変化を受け入れる強さを、いまは持ち合わせていた。
「こうなってみてはじめて、俺は自分のことを外側から見ることが出来たよ。お前が自分を責めているのを見て、こんなに胸が痛むなんて知らなかったんだ。俺、これからはお前のことを大事にするよ。お前が寂しい時、不安な時、俺がお前を助けるよ。だから、弱い自分には価値がないなんて言うな。そんなことを言ったら、俺が悲しむ」
アヌビスは幼い自分を抱き締めた。
少年は、ついにこらえきれず、泣き出した。
「いままで、いままで、ずっと、ずっと、寂しかった……!」
「わかるよ、俺もだった」アヌビスの声は温かい。
「家族もいなくて、友達もいなくて、ずっと、ずっと、ひとりだった……!」
「辛かったよな」
「バッカ野郎、ほんとおっせえよ……」
幼きアヌビスは鼻水を垂らしながらアヌビスの胸を叩く。
しかしそれは非常に弱いもので、許しの意味合いもあった。
アヌビスは照れくさそうに笑った。
「馬鹿だから、死んで生まれ変わるまでわかんなかったんだよ、俺」
「ほんと馬鹿だな」と十歳のアヌビスは笑った。
「ああ、馬鹿だ。

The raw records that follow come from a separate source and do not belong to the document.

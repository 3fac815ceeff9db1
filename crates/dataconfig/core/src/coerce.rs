//! Type-directed coercion of raw values into typed field values.
//!
//! This is the heart of the decoder: one raw value plus one declared field
//! kind in, one [`FieldValue`] out, with every failure isolated to the single
//! field (or container entry) that produced it. Container coercion resolves
//! the declared key/element kinds and drops unsupported or unparsable
//! entries, one diagnostic per drop.

use std::borrow::Cow;

use crate::diagnostics::{Diagnostic, DiagnosticKind, Diagnostics};
use crate::error::CoerceError;
use crate::schema::{ElementKind, FieldDescriptor, FieldKind};
use crate::value::{ElementValue, FieldValue, RawValue, raw_text};

/// Strips a trailing fractional suffix from a numeric text token.
///
/// Source literals are sometimes serialized as `"3.0"` even when the
/// destination is an integer kind. The rule is truncation, never rounding:
/// `"3.7"` becomes `"3"`.
pub fn strip_fraction(text: &str) -> &str {
    match text.find('.') {
        Some(index) => &text[..index],
        None => text,
    }
}

/// Coerces one raw value against a field descriptor.
///
/// Container entry drops are recorded on `diagnostics` under `type_name` and
/// the descriptor's field name; the returned error covers failures of the
/// field as a whole.
pub fn coerce_field(
    type_name: &'static str,
    raw: &RawValue,
    descriptor: &FieldDescriptor,
    diagnostics: &mut Diagnostics,
) -> Result<FieldValue, CoerceError> {
    match descriptor.kind {
        FieldKind::I8 => Ok(FieldValue::I8(parse_int(&raw_text(raw))?)),
        FieldKind::I16 => Ok(FieldValue::I16(parse_int(&raw_text(raw))?)),
        FieldKind::I32 => Ok(FieldValue::I32(parse_int(&raw_text(raw))?)),
        FieldKind::I64 => Ok(FieldValue::I64(parse_int(&raw_text(raw))?)),
        FieldKind::Bool => Ok(FieldValue::Bool(parse_bool(&raw_text(raw))?)),
        FieldKind::Text => Ok(FieldValue::Text(raw_text(raw).into_owned())),
        FieldKind::F32 => Ok(FieldValue::F32(parse_float(&raw_text(raw))?)),
        FieldKind::F64 => Ok(FieldValue::F64(parse_float(&raw_text(raw))?)),
        FieldKind::Map { key, value } => {
            coerce_map(type_name, raw, descriptor, key, value, diagnostics)
        }
        FieldKind::List { element } => {
            coerce_list(type_name, raw, descriptor, element, diagnostics)
        }
        FieldKind::Other { type_name } => Err(CoerceError::Unsupported { type_name }),
    }
}

/// Empty text decodes integer kinds to 0.
fn parse_int<T>(text: &str) -> Result<T, CoerceError>
where
    T: std::str::FromStr<Err = std::num::ParseIntError> + Default,
{
    if text.is_empty() {
        return Ok(T::default());
    }
    strip_fraction(text)
        .parse()
        .map_err(|source| CoerceError::InvalidInt {
            text: text.to_string(),
            source,
        })
}

/// Empty text decodes float kinds to 0.0.
fn parse_float<T>(text: &str) -> Result<T, CoerceError>
where
    T: std::str::FromStr<Err = std::num::ParseFloatError> + Default,
{
    if text.is_empty() {
        return Ok(T::default());
    }
    text.parse().map_err(|source| CoerceError::InvalidFloat {
        text: text.to_string(),
        source,
    })
}

/// Numeric path first (0 is false, any other byte is true), then the
/// case-insensitive `"true"` / `"false"` fallback.
fn parse_bool(text: &str) -> Result<bool, CoerceError> {
    if let Ok(byte) = text.parse::<i8>() {
        return Ok(byte != 0);
    }
    match text.to_ascii_lowercase().as_str() {
        "true" => Ok(true),
        "false" => Ok(false),
        _ => Err(CoerceError::InvalidBool {
            text: text.to_string(),
        }),
    }
}

/// An empty text token decodes any container kind to its empty value.
fn is_empty_text(raw: &RawValue) -> bool {
    matches!(raw, RawValue::String(text) if text.is_empty())
}

/// Views a raw container value as parsed JSON.
///
/// Tables conventionally store containers as embedded JSON text inside a
/// string field; an already-structured object or array is accepted as-is.
fn container_json(raw: &RawValue) -> Result<Cow<'_, RawValue>, CoerceError> {
    match raw {
        RawValue::String(text) => serde_json::from_str(text)
            .map(Cow::Owned)
            .map_err(|source| CoerceError::MalformedContainer { source }),
        other => Ok(Cow::Borrowed(other)),
    }
}

/// Why one container entry was dropped.
enum ElementDrop {
    Unsupported(ElementKind),
    Invalid { raw: String, detail: String },
}

/// Coerces one map value or list element to its declared kind.
fn coerce_element(kind: ElementKind, raw: &RawValue) -> Result<ElementValue, ElementDrop> {
    match kind {
        ElementKind::Int => {
            let text = raw_text(raw);
            strip_fraction(&text)
                .parse::<i64>()
                .map(ElementValue::Int)
                .map_err(|err| ElementDrop::Invalid {
                    raw: text.into_owned(),
                    detail: err.to_string(),
                })
        }
        ElementKind::Text => Ok(ElementValue::Text(raw_text(raw).into_owned())),
        other => Err(ElementDrop::Unsupported(other)),
    }
}

fn push_element_drop(
    diagnostics: &mut Diagnostics,
    type_name: &'static str,
    descriptor: &FieldDescriptor,
    unsupported_kind: DiagnosticKind,
    drop: ElementDrop,
) {
    let diagnostic = match drop {
        ElementDrop::Unsupported(kind) => Diagnostic::new(unsupported_kind, type_name)
            .field(descriptor.name)
            .detail(format!("unsupported declared container type `{kind}`")),
        ElementDrop::Invalid { raw, detail } => {
            Diagnostic::new(DiagnosticKind::InvalidEntry, type_name)
                .field(descriptor.name)
                .raw(raw)
                .detail(detail)
        }
    };
    diagnostics.push(diagnostic);
}

/// Map destination: reparse, coerce each key as the declared key kind and
/// each value as the declared value kind, drop entries that fail.
///
/// Only integer keys are supported; a schema declaring any other key kind
/// yields an empty map plus one diagnostic per dropped entry.
fn coerce_map(
    type_name: &'static str,
    raw: &RawValue,
    descriptor: &FieldDescriptor,
    key_kind: ElementKind,
    value_kind: ElementKind,
    diagnostics: &mut Diagnostics,
) -> Result<FieldValue, CoerceError> {
    if is_empty_text(raw) {
        return Ok(FieldValue::Map(Vec::new()));
    }
    let parsed = container_json(raw)?;
    let object = parsed
        .as_object()
        .ok_or(CoerceError::ContainerShape { expected: "object" })?;

    let mut entries = Vec::with_capacity(object.len());
    for (key_text, raw_value) in object {
        let key = match key_kind {
            ElementKind::Int => match key_text.parse::<i64>() {
                Ok(key) => key,
                Err(err) => {
                    diagnostics.push(
                        Diagnostic::new(DiagnosticKind::InvalidEntry, type_name)
                            .field(descriptor.name)
                            .raw(key_text.clone())
                            .detail(format!("map key does not parse as an integer: {err}")),
                    );
                    continue;
                }
            },
            other => {
                diagnostics.push(
                    Diagnostic::new(DiagnosticKind::UnsupportedKey, type_name)
                        .field(descriptor.name)
                        .raw(key_text.clone())
                        .detail(format!("unsupported declared map key type `{other}`")),
                );
                continue;
            }
        };
        match coerce_element(value_kind, raw_value) {
            Ok(value) => entries.push((key, value)),
            Err(drop) => push_element_drop(
                diagnostics,
                type_name,
                descriptor,
                DiagnosticKind::UnsupportedValue,
                drop,
            ),
        }
    }
    Ok(FieldValue::Map(entries))
}

/// List destination: reparse and coerce each element as the declared element
/// kind, dropping elements that fail.
fn coerce_list(
    type_name: &'static str,
    raw: &RawValue,
    descriptor: &FieldDescriptor,
    element_kind: ElementKind,
    diagnostics: &mut Diagnostics,
) -> Result<FieldValue, CoerceError> {
    if is_empty_text(raw) {
        return Ok(FieldValue::List(Vec::new()));
    }
    let parsed = container_json(raw)?;
    let array = parsed
        .as_array()
        .ok_or(CoerceError::ContainerShape { expected: "array" })?;

    let mut elements = Vec::with_capacity(array.len());
    for raw_value in array {
        match coerce_element(element_kind, raw_value) {
            Ok(element) => elements.push(element),
            Err(drop) => push_element_drop(
                diagnostics,
                type_name,
                descriptor,
                DiagnosticKind::UnsupportedElement,
                drop,
            ),
        }
    }
    Ok(FieldValue::List(elements))
}
//! JSON parser implementation for the config-table pipeline.
//!
//! This crate is the JSON binding of the pluggable [`DataParser`] boundary:
//! the surrounding loader framework hands it the full text of one table file
//! and receives back the typed, ordered batch plus the diagnostics collector
//! from `dataconfig-core`.

pub mod parser;

pub use parser::{DataParser, JsonDataParser, ParseError};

でもおかげで自分のことが大好きだって気付けた。なんの力がなくても、ただただ生きてるだけでいいって、本気でそう思えたんだ」
「本当?」
幼きアヌビスが今のアヌビスを見上げている。なんと可愛らしい目だろう、とアヌビスは微笑んだ。
「ああ、本当だ。もう大丈夫だ。俺には俺がついている。もう二度とお前の悲しむことを、俺は言わない」
「わかった、信じるよ――」
そのとき、アヌビスの水晶が光を放った。
アヌビスはそのまぶしさに、目を開けた。